En una época donde todos descubrían su pólvora en Gesell (desde sus primeras instituciones sociales hasta sus primeros grandes bares nocturnos), Matilde Ontiveros también dejó su huella. Aunque pasó mucho tiempo hasta que otras mujeres penetraron el varonil universo guardavidas.
 
En la década del ’90, ya con sesenta años, Matilde se corrió del mangrullo, aunque pareciera que para redoblarle la apuesta al mar: armó un balneario que llevó su nombre de pila. El balneario Matilde quedaba en la 301 y ella siempre andaba de acá para allá, observando todo.

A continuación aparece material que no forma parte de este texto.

//! Map artifact reading and writing
//!
//! The artifact is a short text header followed by the raw tiles:
//!
//! ```text
//! width: 64
//! height: 64
//! default_tile: 5
//! starting_square: 12 30
//! num_rooms: 2
//! room: 10 28 5 6
//! room: 40 3 4 4
//! tiles:
//! <width * height bytes>
//! ```
//!
//! `starting_square` is optional. Tiles are one byte each in column-major
//! order: byte `x * height + y` holds cell `(x, y)`.

use std::fs::File;
use std::io::{BufRead, BufReader, BufWriter, Read, Write};
use std::path::Path;

use thiserror::Error;

use crate::dungeon::{GeneratedMap, Point, Room, TileGrid, TileId, Tileset};

/// Marker line separating the header from the tile bytes
pub const TILES_MARKER: &str = "tiles:";

/// Map file errors
#[derive(Debug, Error)]
pub enum MapFileError {
    #[error("IO error: {0}")]
    Io(#[from] std::io::Error),

    #[error("Invalid header line: {line:?}")]
    InvalidHeader { line: String },

    #[error("Missing header field: {0}")]
    MissingField(&'static str),

    #[error("Truncated tile data: expected {expected} bytes, found {found}")]
    Truncated { expected: usize, found: usize },

    #[error("Tile {tile} is outside a tileset of {num_tiles} ids")]
    InvalidTile { tile: TileId, num_tiles: u16 },
}

/// Contents of a map artifact
#[derive(Debug, Clone, PartialEq, Eq)]
pub struct MapFile {
    pub width: usize,
    pub height: usize,
    pub default_tile: TileId,
    pub starting_square: Option<Point>,
    pub rooms: Vec<Room>,
    /// Column-major tiles
    pub tiles: Vec<TileId>,
}

impl MapFile {
    /// Capture a grid
    pub fn from_grid(grid: &TileGrid, default_tile: TileId, starting_square: Option<Point>) -> Self {
        Self {
            width: grid.width(),
            height: grid.height(),
            default_tile,
            starting_square,
            rooms: grid.rooms().to_vec(),
            tiles: grid.tiles().to_vec(),
        }
    }

    /// Capture a finished generation run
    pub fn from_generated(map: &GeneratedMap) -> Self {
        Self::from_grid(&map.grid, map.tileset.default_tile(), map.starting_square)
    }

    /// Rebuild the grid, including corner reservations
    pub fn to_grid(&self) -> Option<TileGrid> {
        TileGrid::from_parts(self.width, self.height, self.tiles.clone(), self.rooms.clone())
    }

    /// Header text, without the tiles marker
    pub fn header(&self) -> String {
        let mut lines = vec![
            format!("width: {}", self.width),
            format!("height: {}", self.height),
            format!("default_tile: {}", self.default_tile),
        ];
        if let Some(p) = self.starting_square {
            lines.push(format!("starting_square: {} {}", p.x, p.y));
        }
        lines.push(format!("num_rooms: {}", self.rooms.len()));
        for r in &self.rooms {
            lines.push(format!("room: {} {} {} {}", r.x, r.y, r.width, r.height));
        }
        lines.join("\n")
    }

    /// Write header, marker and tiles
    pub fn write_to<W: Write>(&self, mut writer: W) -> Result<(), MapFileError> {
        writeln!(writer, "{}", self.header())?;
        writeln!(writer, "{TILES_MARKER}")?;
        writer.write_all(&self.tiles)?;
        writer.flush()?;
        Ok(())
    }

    /// Write to a file
    pub fn save(&self, path: impl AsRef<Path>) -> Result<(), MapFileError> {
        let file = File::create(path)?;
        self.write_to(BufWriter::new(file))
    }

    /// Parse an artifact. Bytes after the tile body are ignored.
    pub fn read_from<R: BufRead>(mut reader: R) -> Result<Self, MapFileError> {
        let mut width = None;
        let mut height = None;
        let mut default_tile = None;
        let mut starting_square = None;
        let mut num_rooms = None;
        let mut rooms = Vec::new();

        let mut line = String::new();
        loop {
            line.clear();
            if reader.read_line(&mut line)? == 0 {
                return Err(MapFileError::MissingField(TILES_MARKER));
            }
            let trimmed = line.trim_end_matches(['\r', '\n']);
            if trimmed == TILES_MARKER {
                break;
            }

            let invalid = || MapFileError::InvalidHeader {
                line: trimmed.to_string(),
            };
            let (key, value) = trimmed.split_once(':').ok_or_else(invalid)?;
            let values = parse_numbers(value).ok_or_else(invalid)?;
            match (key, values.as_slice()) {
                ("width", &[w]) => width = Some(w),
                ("height", &[h]) => height = Some(h),
                ("default_tile", &[d]) => {
                    default_tile = Some(TileId::try_from(d).map_err(|_| invalid())?)
                }
                ("starting_square", &[x, y]) => starting_square = Some(Point::new(x, y)),
                ("num_rooms", &[n]) => num_rooms = Some(n),
                ("room", &[x, y, w, h]) => rooms.push(Room::new(x, y, w, h)),
                _ => return Err(invalid()),
            }
        }

        let width = width.ok_or(MapFileError::MissingField("width"))?;
        let height = height.ok_or(MapFileError::MissingField("height"))?;
        let default_tile = default_tile.ok_or(MapFileError::MissingField("default_tile"))?;
        if let Some(n) = num_rooms
            && n != rooms.len()
        {
            return Err(MapFileError::InvalidHeader {
                line: format!("num_rooms: {n} (found {} rooms)", rooms.len()),
            });
        }

        let expected = width
            .checked_mul(height)
            .ok_or_else(|| MapFileError::InvalidHeader {
                line: format!("width: {width}, height: {height} (too large)"),
            })?;
        let mut tiles = Vec::new();
        reader.take(expected as u64).read_to_end(&mut tiles)?;
        if tiles.len() != expected {
            return Err(MapFileError::Truncated {
                expected,
                found: tiles.len(),
            });
        }

        Ok(Self {
            width,
            height,
            default_tile,
            starting_square,
            rooms,
            tiles,
        })
    }

    /// Read from a file
    pub fn load(path: impl AsRef<Path>) -> Result<Self, MapFileError> {
        let file = File::open(path)?;
        Self::read_from(BufReader::new(file))
    }

    /// Check every tile byte against a tileset
    pub fn validate_tiles(&self, tileset: &Tileset) -> Result<(), MapFileError> {
        match self.tiles.iter().find(|&&t| !tileset.is_valid(t)) {
            Some(&tile) => Err(MapFileError::InvalidTile {
                tile,
                num_tiles: tileset.num_tiles(),
            }),
            None => Ok(()),
        }
    }
}

fn parse_numbers(value: &str) -> Option<Vec<usize>> {
    let numbers: Vec<usize> = value
        .split_whitespace()
        .map(|v| v.parse().ok())
        .collect::<Option<_>>()?;
    (!numbers.is_empty()).then_some(numbers)
}
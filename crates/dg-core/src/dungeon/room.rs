//! Rectangular rooms
//!
//! Rooms are axis-aligned rectangles in grid coordinates. They are created by
//! rejection sampling during placement and never change afterwards; every
//! other component refers to a room by its index in the grid's room list.

use serde::{Deserialize, Serialize};

use crate::rng::GameRng;

use super::grid::Point;

/// A placed room
#[derive(Debug, Clone, Copy, PartialEq, Eq, Hash, Serialize, Deserialize)]
pub struct Room {
    /// Left x coordinate
    pub x: usize,
    /// Top y coordinate
    pub y: usize,
    /// Width in cells
    pub width: usize,
    /// Height in cells
    pub height: usize,
}

impl Room {
    /// Create a new room
    pub fn new(x: usize, y: usize, width: usize, height: usize) -> Self {
        Self {
            x,
            y,
            width,
            height,
        }
    }

    /// Sample a room of random size in `min_size..=max_size` at a random
    /// position leaving a one-cell border around it.
    ///
    /// Returns `None` when a room of the sampled size cannot fit.
    pub fn sample(
        grid_width: usize,
        grid_height: usize,
        min_size: usize,
        max_size: usize,
        rng: &mut GameRng,
    ) -> Option<Room> {
        let width = rng.range_inclusive(min_size, max_size);
        let height = rng.range_inclusive(min_size, max_size);

        if width.saturating_add(2) > grid_width || height.saturating_add(2) > grid_height {
            return None;
        }

        let x = rng.range_inclusive(1, grid_width - width - 1);
        let y = rng.range_inclusive(1, grid_height - height - 1);
        Some(Room::new(x, y, width, height))
    }

    /// Euclidean distance between the two bounding boxes; zero when they
    /// touch or overlap.
    pub fn gap_distance(&self, other: &Room) -> f64 {
        let dx = axis_gap(self.x, self.width, other.x, other.width);
        let dy = axis_gap(self.y, self.height, other.y, other.height);
        ((dx * dx + dy * dy) as f64).sqrt()
    }

    /// Whether this room keeps strictly more than `tolerance` away from
    /// every room in `others`
    pub fn is_separated(&self, others: &[Room], tolerance: f64) -> bool {
        others.iter().all(|r| self.gap_distance(r) > tolerance)
    }

    /// Check if point is inside room
    pub fn contains(&self, p: Point) -> bool {
        p.x >= self.x && p.x < self.x + self.width && p.y >= self.y && p.y < self.y + self.height
    }

    /// Pick one of the room's cells with uniform probability
    pub fn random_point(&self, rng: &mut GameRng) -> Point {
        let idx = rng.rn2(self.area() as u32) as usize;
        Point::new(self.x + idx % self.width, self.y + idx / self.width)
    }

    /// Get room area (interior cells)
    pub fn area(&self) -> usize {
        self.width * self.height
    }

    /// The four cells diagonally outside the room's corners.
    ///
    /// Rooms are always placed at least one cell away from the grid edge,
    /// so these never underflow for placed rooms.
    pub fn corners(&self) -> [Point; 4] {
        let left = self.x.saturating_sub(1);
        let top = self.y.saturating_sub(1);
        let right = self.x + self.width;
        let bottom = self.y + self.height;
        [
            Point::new(left, top),
            Point::new(right, top),
            Point::new(left, bottom),
            Point::new(right, bottom),
        ]
    }

    /// Every cell of the room, column by column
    pub fn cells(&self) -> impl Iterator<Item = Point> + '_ {
        (self.x..self.x + self.width)
            .flat_map(move |x| (self.y..self.y + self.height).map(move |y| Point::new(x, y)))
    }
}

/// Separation along one axis between `[a, a + a_len)` and `[b, b + b_len)`
fn axis_gap(a: usize, a_len: usize, b: usize, b_len: usize) -> usize {
    if a >= b + b_len {
        a - (b + b_len)
    } else if b >= a + a_len {
        b - (a + a_len)
    } else {
        0
    }
}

Y escrutando el mar.
 
Cuando creyó que ya estaba todo hecho en el agua, volvió al cemento de su Avellaneda natal. Ahí falleció el 30 de noviembre de 2018, a los 78 años. Sus cenizas volvieron a Gesell para ser llevadas más allá de la primera rompiente, a la altura de su viejo balneario. Lo hizo un grupo de guardavidas en un acto donde la valoraron no como mujer, ni siquiera como la primera, sino como una maestra.
 
Poco antes de fallecer, Matilde había participado de un acto que le hicieron en su homenaje frente al mar. A la hora de hablar, quiso convencer a las chicas presentes de ser guardavidas, acaso del mismo modo que lo había hecho su amigo Juan Galeano aquella tarde de 19872 en el local de artesanías: “Para cumplir el oficio hay que tener cierto sentimiento de amor hacia un prójimo que, en su mayoría es desconocido. Un anónimo al que se le salva la vida abrazándolo, reanimándolo boca a boca o haciéndole lo que fuese necesario para rescatarlo”.